### Exercise requirements
Below are lines of data, and only some are wanted. Please repeat exactly those from the line that has "impl<F> ImageInference for F" through the line that has "-> Result<Self, PredicateError>".

Items from a data source
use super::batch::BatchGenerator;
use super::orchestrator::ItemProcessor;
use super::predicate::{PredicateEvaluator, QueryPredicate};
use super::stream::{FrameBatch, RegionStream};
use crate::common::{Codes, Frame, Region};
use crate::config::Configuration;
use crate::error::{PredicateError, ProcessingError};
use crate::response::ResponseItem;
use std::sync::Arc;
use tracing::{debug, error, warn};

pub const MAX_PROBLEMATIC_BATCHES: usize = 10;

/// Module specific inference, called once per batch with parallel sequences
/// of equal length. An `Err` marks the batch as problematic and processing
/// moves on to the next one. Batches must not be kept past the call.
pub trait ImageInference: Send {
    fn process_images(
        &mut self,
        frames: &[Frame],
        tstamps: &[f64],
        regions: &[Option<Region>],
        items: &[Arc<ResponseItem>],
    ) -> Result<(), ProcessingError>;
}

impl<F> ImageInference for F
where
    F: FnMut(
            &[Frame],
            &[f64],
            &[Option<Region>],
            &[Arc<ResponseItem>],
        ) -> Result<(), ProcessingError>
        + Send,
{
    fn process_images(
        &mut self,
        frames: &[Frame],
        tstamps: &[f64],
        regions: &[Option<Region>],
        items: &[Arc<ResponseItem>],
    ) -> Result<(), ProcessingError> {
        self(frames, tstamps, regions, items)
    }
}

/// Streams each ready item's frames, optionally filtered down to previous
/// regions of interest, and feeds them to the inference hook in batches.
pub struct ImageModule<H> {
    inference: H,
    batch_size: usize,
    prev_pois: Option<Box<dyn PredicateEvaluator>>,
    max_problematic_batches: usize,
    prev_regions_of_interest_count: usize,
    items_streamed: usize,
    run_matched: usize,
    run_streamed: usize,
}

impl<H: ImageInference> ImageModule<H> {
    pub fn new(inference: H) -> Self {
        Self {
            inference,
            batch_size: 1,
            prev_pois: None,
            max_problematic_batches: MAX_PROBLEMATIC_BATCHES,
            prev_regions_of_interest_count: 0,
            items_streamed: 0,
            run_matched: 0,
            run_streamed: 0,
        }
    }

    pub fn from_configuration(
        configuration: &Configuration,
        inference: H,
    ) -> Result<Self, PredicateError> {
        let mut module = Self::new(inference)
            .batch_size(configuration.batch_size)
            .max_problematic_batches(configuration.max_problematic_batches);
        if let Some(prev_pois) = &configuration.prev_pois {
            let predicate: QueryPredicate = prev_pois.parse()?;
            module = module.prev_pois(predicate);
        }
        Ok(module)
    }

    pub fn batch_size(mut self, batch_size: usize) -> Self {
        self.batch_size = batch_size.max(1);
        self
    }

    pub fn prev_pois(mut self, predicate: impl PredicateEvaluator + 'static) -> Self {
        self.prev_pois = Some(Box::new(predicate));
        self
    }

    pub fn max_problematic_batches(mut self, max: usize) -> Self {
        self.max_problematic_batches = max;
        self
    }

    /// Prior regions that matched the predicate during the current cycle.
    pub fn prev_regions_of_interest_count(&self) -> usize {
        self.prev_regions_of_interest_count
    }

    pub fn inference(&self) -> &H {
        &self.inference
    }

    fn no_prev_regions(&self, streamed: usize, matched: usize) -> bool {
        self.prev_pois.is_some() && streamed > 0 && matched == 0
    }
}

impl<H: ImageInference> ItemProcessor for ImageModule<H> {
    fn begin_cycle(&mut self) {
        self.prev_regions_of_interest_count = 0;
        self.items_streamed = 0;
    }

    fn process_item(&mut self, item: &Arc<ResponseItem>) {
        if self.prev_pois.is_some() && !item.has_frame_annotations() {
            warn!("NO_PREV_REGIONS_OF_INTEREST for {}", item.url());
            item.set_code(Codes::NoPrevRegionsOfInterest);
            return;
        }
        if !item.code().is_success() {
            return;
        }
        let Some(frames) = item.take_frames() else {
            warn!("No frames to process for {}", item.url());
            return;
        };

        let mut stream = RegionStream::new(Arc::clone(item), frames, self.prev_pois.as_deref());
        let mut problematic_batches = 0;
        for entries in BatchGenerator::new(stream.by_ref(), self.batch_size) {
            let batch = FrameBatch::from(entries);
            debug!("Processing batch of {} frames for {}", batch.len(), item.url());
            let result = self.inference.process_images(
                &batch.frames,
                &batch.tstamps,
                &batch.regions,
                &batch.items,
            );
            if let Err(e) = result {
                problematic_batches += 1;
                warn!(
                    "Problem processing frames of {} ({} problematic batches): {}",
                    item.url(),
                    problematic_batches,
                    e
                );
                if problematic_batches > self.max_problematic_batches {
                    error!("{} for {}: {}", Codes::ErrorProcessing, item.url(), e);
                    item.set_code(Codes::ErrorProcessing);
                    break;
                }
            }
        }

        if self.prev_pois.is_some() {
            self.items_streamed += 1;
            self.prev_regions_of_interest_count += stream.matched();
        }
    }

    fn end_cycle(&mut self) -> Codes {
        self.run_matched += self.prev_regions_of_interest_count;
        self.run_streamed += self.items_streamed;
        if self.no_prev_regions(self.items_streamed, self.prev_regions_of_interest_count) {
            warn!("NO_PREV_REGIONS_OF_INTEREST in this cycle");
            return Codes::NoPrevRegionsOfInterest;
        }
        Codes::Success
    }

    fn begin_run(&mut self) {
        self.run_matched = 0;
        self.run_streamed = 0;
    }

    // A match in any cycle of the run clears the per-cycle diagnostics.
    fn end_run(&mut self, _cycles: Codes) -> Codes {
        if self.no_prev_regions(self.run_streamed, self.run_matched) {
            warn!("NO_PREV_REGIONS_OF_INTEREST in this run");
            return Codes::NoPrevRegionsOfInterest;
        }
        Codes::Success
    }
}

### Response to the exercise
impl<F> ImageInference for F
where
    F: FnMut(
            &[Frame],
            &[f64],
            &[Option<Region>],
            &[Arc<ResponseItem>],
        ) -> Result<(), ProcessingError>
        + Send,
{
    fn process_images(
        &mut self,
        frames: &[Frame],
        tstamps: &[f64],
        regions: &[Option<Region>],
        items: &[Arc<ResponseItem>],
    ) -> Result<(), ProcessingError> {
        self(frames, tstamps, regions, items)
    }
}

/// Streams each ready item's frames, optionally filtered down to previous
/// regions of interest, and feeds them to the inference hook in batches.
pub struct ImageModule<H> {
    inference: H,
    batch_size: usize,
    prev_pois: Option<Box<dyn PredicateEvaluator>>,
    max_problematic_batches: usize,
    prev_regions_of_interest_count: usize,
    items_streamed: usize,
    run_matched: usize,
    run_streamed: usize,
}

impl<H: ImageInference> ImageModule<H> {
    pub fn new(inference: H) -> Self {
        Self {
            inference,
            batch_size: 1,
            prev_pois: None,
            max_problematic_batches: MAX_PROBLEMATIC_BATCHES,
            prev_regions_of_interest_count: 0,
            items_streamed: 0,
            run_matched: 0,
            run_streamed: 0,
        }
    }

    pub fn from_configuration(
        configuration: &Configuration,
        inference: H,
    ) -> Result<Self, PredicateError> {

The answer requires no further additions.